**The problem:** Please copy out each line of the listing that contains the word "bool".

----

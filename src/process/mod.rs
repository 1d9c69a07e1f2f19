//! Process-tree control: enumerate descendants, suspend, resume, kill.
//!
//! Two families implement [`ProcessControl`] with the same contract:
//!
//! - [`SignalControl`] (unix) works at process granularity and signals
//!   every target process.
//! - [`ThreadControl`] works at thread granularity over a [`ThreadTable`]:
//!   it walks a system-wide thread snapshot, keeps the threads owned by the
//!   target processes, and suspends each one except an excluded thread.
//!
//! Both only resume what they themselves suspended, and both treat a
//! failure on one target as a logged, per-target event.

use std::collections::{BTreeSet, HashMap, VecDeque};
use std::thread;
use std::time::{Duration, Instant};

use tracing::{debug, warn};

use crate::Result;

pub mod threads;
#[cfg(unix)]
pub mod unix;

pub use threads::{ThreadControl, ThreadEntry, ThreadTable};
#[cfg(unix)]
pub use unix::{is_alive, self_cpu_seconds, set_priority, SignalControl, SuspendSignal};

/// OS process identifier.
pub type Pid = i32;

/// OS thread identifier.
pub type Tid = u64;

/// Interval between liveness checks while waiting out a grace period.
pub const EXIT_POLL_INTERVAL: Duration = Duration::from_millis(100);

/// One row of a process snapshot.
#[derive(Debug, Clone, Copy, PartialEq, Eq)]
pub struct ProcEntry {
    /// Parent process.
    pub ppid: Pid,
    /// User + system CPU time in clock ticks, 0 where unknown.
    pub cpu_ticks: u64,
    /// CPU ticks of children this process has already reaped. Exited
    /// stages of a task only show up here.
    pub reaped_ticks: u64,
}

/// CPU figures for one process of a tree.
#[derive(Debug, Clone, Copy, PartialEq)]
pub struct ProcessUsage {
    /// Process id.
    pub pid: Pid,
    /// Parent process id.
    pub ppid: Pid,
    /// Own CPU seconds plus those of children it reaped.
    pub cpu_seconds: f64,
}

/// Point-in-time view of the process table.
#[derive(Debug, Clone, Default)]
pub struct ProcessSnapshot {
    entries: HashMap<Pid, ProcEntry>,
    ticks_per_second: u64,
}

impl ProcessSnapshot {
    /// Build a snapshot from `(pid, ppid)` pairs.
    #[must_use]
    pub fn from_pairs(pairs: impl IntoIterator<Item = (Pid, Pid)>) -> Self {
        Self {
            entries: pairs
                .into_iter()
                .map(|(pid, ppid)| {
                    let entry = ProcEntry {
                        ppid,
                        cpu_ticks: 0,
                        reaped_ticks: 0,
                    };
                    (pid, entry)
                })
                .collect(),
            ticks_per_second: 100,
        }
    }

    pub(crate) fn from_entries(entries: HashMap<Pid, ProcEntry>, ticks_per_second: u64) -> Self {
        Self {
            entries,
            ticks_per_second: ticks_per_second.max(1),
        }
    }

    /// Capture the current process table.
    ///
    /// # Errors
    ///
    /// Returns `AppError::Process` if the table cannot be read.
    #[cfg(unix)]
    pub fn capture() -> Result<Self> {
        unix::capture_snapshot()
    }

    /// Whether `pid` was present when the snapshot was taken.
    #[must_use]
    pub fn contains(&self, pid: Pid) -> bool {
        self.entries.contains_key(&pid)
    }

    /// Transitive children of `pid`, excluding `pid` itself.
    ///
    /// A visited set guards against parent/child cycles in a torn snapshot.
    #[must_use]
    pub fn descendants(&self, pid: Pid) -> BTreeSet<Pid> {
        let mut children: HashMap<Pid, Vec<Pid>> = HashMap::new();
        for (&child, entry) in &self.entries {
            if child != entry.ppid {
                children.entry(entry.ppid).or_default().push(child);
            }
        }

        let mut visited = BTreeSet::from([pid]);
        let mut found = BTreeSet::new();
        let mut queue = VecDeque::from([pid]);
        while let Some(parent) = queue.pop_front() {
            for &child in children.get(&parent).into_iter().flatten() {
                if visited.insert(child) {
                    found.insert(child);
                    queue.push_back(child);
                }
            }
        }
        found
    }

    /// Per-process CPU figures for `pid` and its descendants, by pid.
    #[must_use]
    #[allow(clippy::cast_precision_loss)]
    pub fn tree_usage(&self, pid: Pid) -> Vec<ProcessUsage> {
        let mut pids: Vec<Pid> = std::iter::once(pid).chain(self.descendants(pid)).collect();
        pids.sort_unstable();
        pids.into_iter()
            .filter_map(|p| {
                let entry = self.entries.get(&p)?;
                Some(ProcessUsage {
                    pid: p,
                    ppid: entry.ppid,
                    cpu_seconds: (entry.cpu_ticks + entry.reaped_ticks) as f64
                        / self.ticks_per_second as f64,
                })
            })
            .collect()
    }

    /// CPU seconds of `pid` and all of its descendants, including
    /// children they have already reaped.
    #[must_use]
    #[allow(clippy::cast_precision_loss)]
    pub fn tree_cpu_seconds(&self, pid: Pid) -> f64 {
        let ticks: u64 = std::iter::once(pid)
            .chain(self.descendants(pid))
            .filter_map(|p| self.entries.get(&p))
            .map(|entry| entry.cpu_ticks + entry.reaped_ticks)
            .sum();
        ticks as f64 / self.ticks_per_second as f64
    }
}

/// Uniform process-tree control.
pub trait ProcessControl: Send + Sync {
    /// Transitive children of `pid` from a fresh snapshot.
    ///
    /// # Errors
    ///
    /// Returns `AppError::Process` if no snapshot can be taken.
    fn list_descendants(&self, pid: Pid) -> Result<BTreeSet<Pid>>;

    /// Suspend every process in `pids`, never touching `exclude`. Returns
    /// how many targets were newly suspended.
    fn suspend(&self, pids: &[Pid], exclude: Option<Tid>) -> usize;

    /// Resume targets this instance suspended. Anything else is a no-op.
    /// Returns how many targets were resumed.
    fn resume(&self, pids: &[Pid]) -> usize;

    /// Terminate `pid` and every descendant; with a grace period, ask
    /// nicely first and force whatever is left afterwards.
    fn kill_tree(&self, pid: Pid, grace: Option<Duration>);
}

/// Expand a root pid into `[root, descendants…]`, logging snapshot failure.
pub fn with_descendants(control: &dyn ProcessControl, pid: Pid) -> Vec<Pid> {
    let mut pids = vec![pid];
    match control.list_descendants(pid) {
        Ok(children) => pids.extend(children),
        Err(err) => warn!(pid, %err, "cannot enumerate descendants; acting on root only"),
    }
    pids
}

/// CPU seconds used by `pid`, its live descendants and whatever they reaped.
///
/// # Errors
///
/// Returns `AppError::Process` if no snapshot can be taken.
#[cfg(unix)]
pub fn tree_cpu_time(pid: Pid) -> Result<f64> {
    Ok(ProcessSnapshot::capture()?.tree_cpu_seconds(pid))
}

/// Log the process tree under `root` with CPU figures. Installed as the
/// abort hook so an aborted job leaves a trace of what was running.
#[cfg(unix)]
pub fn log_tree_usage(root: Pid) {
    match ProcessSnapshot::capture() {
        Ok(snapshot) => {
            for usage in snapshot.tree_usage(root) {
                tracing::error!(
                    pid = usage.pid,
                    ppid = usage.ppid,
                    cpu = usage.cpu_seconds,
                    "process at abort"
                );
            }
        }
        Err(err) => warn!(root, %err, "no process snapshot at abort"),
    }
    tracing::error!(cpu = self_cpu_seconds(), "supervisor cpu at abort");
}

/// Primitive operations a kill-tree pass needs from a platform.
pub(crate) trait Terminator {
    fn snapshot(&self) -> Result<ProcessSnapshot>;
    fn request_exit(&self, pid: Pid) -> Result<()>;
    fn force_exit(&self, pid: Pid) -> Result<()>;
    fn is_alive(&self, pid: Pid) -> bool;
}

/// Shared kill-tree algorithm.
///
/// Descendants are enumerated again after the grace period because the tree
/// may have spawned new children meanwhile; the first enumeration is kept
/// too, since children of an already-exited parent get re-parented away.
pub(crate) fn kill_tree_with<T: Terminator + ?Sized>(
    ops: &T,
    pid: Pid,
    grace: Option<Duration>,
    poll: Duration,
) -> BTreeSet<Pid> {
    let mut known: BTreeSet<Pid> = descendants_of(ops, pid);
    known.insert(pid);

    if let Some(grace) = grace {
        for &target in &known {
            if let Err(err) = ops.request_exit(target) {
                debug!(pid = target, %err, "cooperative exit request failed");
            }
        }
        let deadline = Instant::now() + grace;
        while known.iter().any(|&p| ops.is_alive(p)) && Instant::now() < deadline {
            thread::sleep(poll);
        }
    }

    known.extend(descendants_of(ops, pid));
    for &target in &known {
        if !ops.is_alive(target) {
            continue;
        }
        if let Err(err) = ops.force_exit(target) {
            warn!(pid = target, %err, "forced termination failed");
        }
    }
    known
}

fn descendants_of<T: Terminator + ?Sized>(ops: &T, pid: Pid) -> BTreeSet<Pid> {
    match ops.snapshot() {
        Ok(snapshot) => snapshot.descendants(pid),
        Err(err) => {
            warn!(pid, %err, "process snapshot failed");
            BTreeSet::new()
        }
    }
}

----

**Your solution:**
    pub fn contains(&self, pid: Pid) -> bool {
    fn is_alive(&self, pid: Pid) -> bool;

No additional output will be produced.